• **Instructions to follow**: Exact reproduction of the following data is required.

• **Stored data entries**:
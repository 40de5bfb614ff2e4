//! Toolchain parameters forwarded verbatim into rendered jobs.

use serde::{Deserialize, Serialize};
use std::path::Path;

use super::ConfigError;

/// Software environment a job runs under.
///
/// Read from a small JSON document at every controller reset so that an
/// operator can roll the release or conditions between runs without
/// restarting the daemon.
#[derive(Debug, Clone, PartialEq, Eq, Serialize, Deserialize)]
pub struct ToolchainParams {
    #[serde(rename = "SCRAM_ARCH")]
    pub scram_arch: String,
    #[serde(rename = "CMSSW_VERSION")]
    pub software_version: String,
    #[serde(rename = "GLOBAL_TAG")]
    pub global_tag: String,
}

impl ToolchainParams {
    /// Load and validate the parameter file. Any failure here is fatal for
    /// the controller.
    pub fn load(path: &Path) -> Result<Self, ConfigError> {
        let toolchain_error = |reason: String| ConfigError::Toolchain {
            path: path.display().to_string(),
            reason,
        };

        let raw = std::fs::read_to_string(path).map_err(|e| toolchain_error(e.to_string()))?;
        let params: ToolchainParams =
            serde_json::from_str(&raw).map_err(|e| toolchain_error(e.to_string()))?;

        for (name, value) in [
            ("SCRAM_ARCH", &params.scram_arch),
            ("CMSSW_VERSION", &params.software_version),
            ("GLOBAL_TAG", &params.global_tag),
        ] {
            if value.trim().is_empty() {
                return Err(toolchain_error(format!("{} is empty", name)));
            }
        }

        Ok(params)
    }
}
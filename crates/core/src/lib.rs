pub mod bookkeeping;
pub mod config;
pub mod controller;
pub mod dispatcher;
pub mod fragment;
pub mod metrics;
pub mod run;
pub mod testing;

pub use bookkeeping::{
    AccumulationPolicy, FinalizedRunStore, FragmentSets, InstanceLock, SqliteFinalizedRunStore,
    StoreError,
};
pub use config::{
    load_config, load_config_from_str, validate_config, Config, ConfigError, ToolchainParams,
};
pub use controller::{
    BatchController, Collaborators, ControllerConfig, ControllerError, ControllerStatus, Phase,
};
pub use dispatcher::{create_renderer, DetachedLauncher, JobFlavor, JobRenderer, JobSpec};
pub use fragment::{create_source, Fragment, FragmentSource};
pub use run::{create_probe, Run, RunStatusProbe};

• **Expected answer**:
repository 40de5bfb614ff2e4
//! Toolchain parameters forwarded verbatim into rendered jobs.

use serde::{Deserialize, Serialize};
use std::path::Path;

use super::ConfigError;

/// Software environment a job runs under.
///
/// Read from a small JSON document at every controller reset so that an
/// operator can roll the release or conditions between runs without
/// restarting the daemon.
#[derive(Debug, Clone, PartialEq, Eq, Serialize, Deserialize)]
pub struct ToolchainParams {
    #[serde(rename = "SCRAM_ARCH")]
    pub scram_arch: String,
    #[serde(rename = "CMSSW_VERSION")]
    pub software_version: String,
    #[serde(rename = "GLOBAL_TAG")]
    pub global_tag: String,
}

impl ToolchainParams {
    /// Load and validate the parameter file. Any failure here is fatal for
    /// the controller.
    pub fn load(path: &Path) -> Result<Self, ConfigError> {
        let toolchain_error = |reason: String| ConfigError::Toolchain {
            path: path.display().to_string(),
            reason,
        };

        let raw = std::fs::read_to_string(path).map_err(|e| toolchain_error(e.to_string()))?;
        let params: ToolchainParams =
            serde_json::from_str(&raw).map_err(|e| toolchain_error(e.to_string()))?;

        for (name, value) in [
            ("SCRAM_ARCH", &params.scram_arch),
            ("CMSSW_VERSION", &params.software_version),
            ("GLOBAL_TAG", &params.global_tag),
        ] {
            if value.trim().is_empty() {
                return Err(toolchain_error(format!("{} is empty", name)));
            }
        }

        Ok(params)
    }
}
filename crates/core/src/lib.rs
pub mod bookkeeping;
pub mod config;
pub mod controller;
pub mod dispatcher;
pub mod fragment;
pub mod metrics;
pub mod run;
pub mod testing;

pub use bookkeeping::{
    AccumulationPolicy, FinalizedRunStore, FragmentSets, InstanceLock, SqliteFinalizedRunStore,
    StoreError,
};
pub use config::{
    load_config, load_config_from_str, validate_config, Config, ConfigError, ToolchainParams,
};
pub use controller::{
    BatchController, Collaborators, ControllerConfig, ControllerError, ControllerStatus, Phase,
};
pub use dispatcher::{create_renderer, DetachedLauncher, JobFlavor, JobRenderer, JobSpec};
pub use fragment::{create_source, Fragment, FragmentSource};
pub use run::{create_probe, Run, RunStatusProbe};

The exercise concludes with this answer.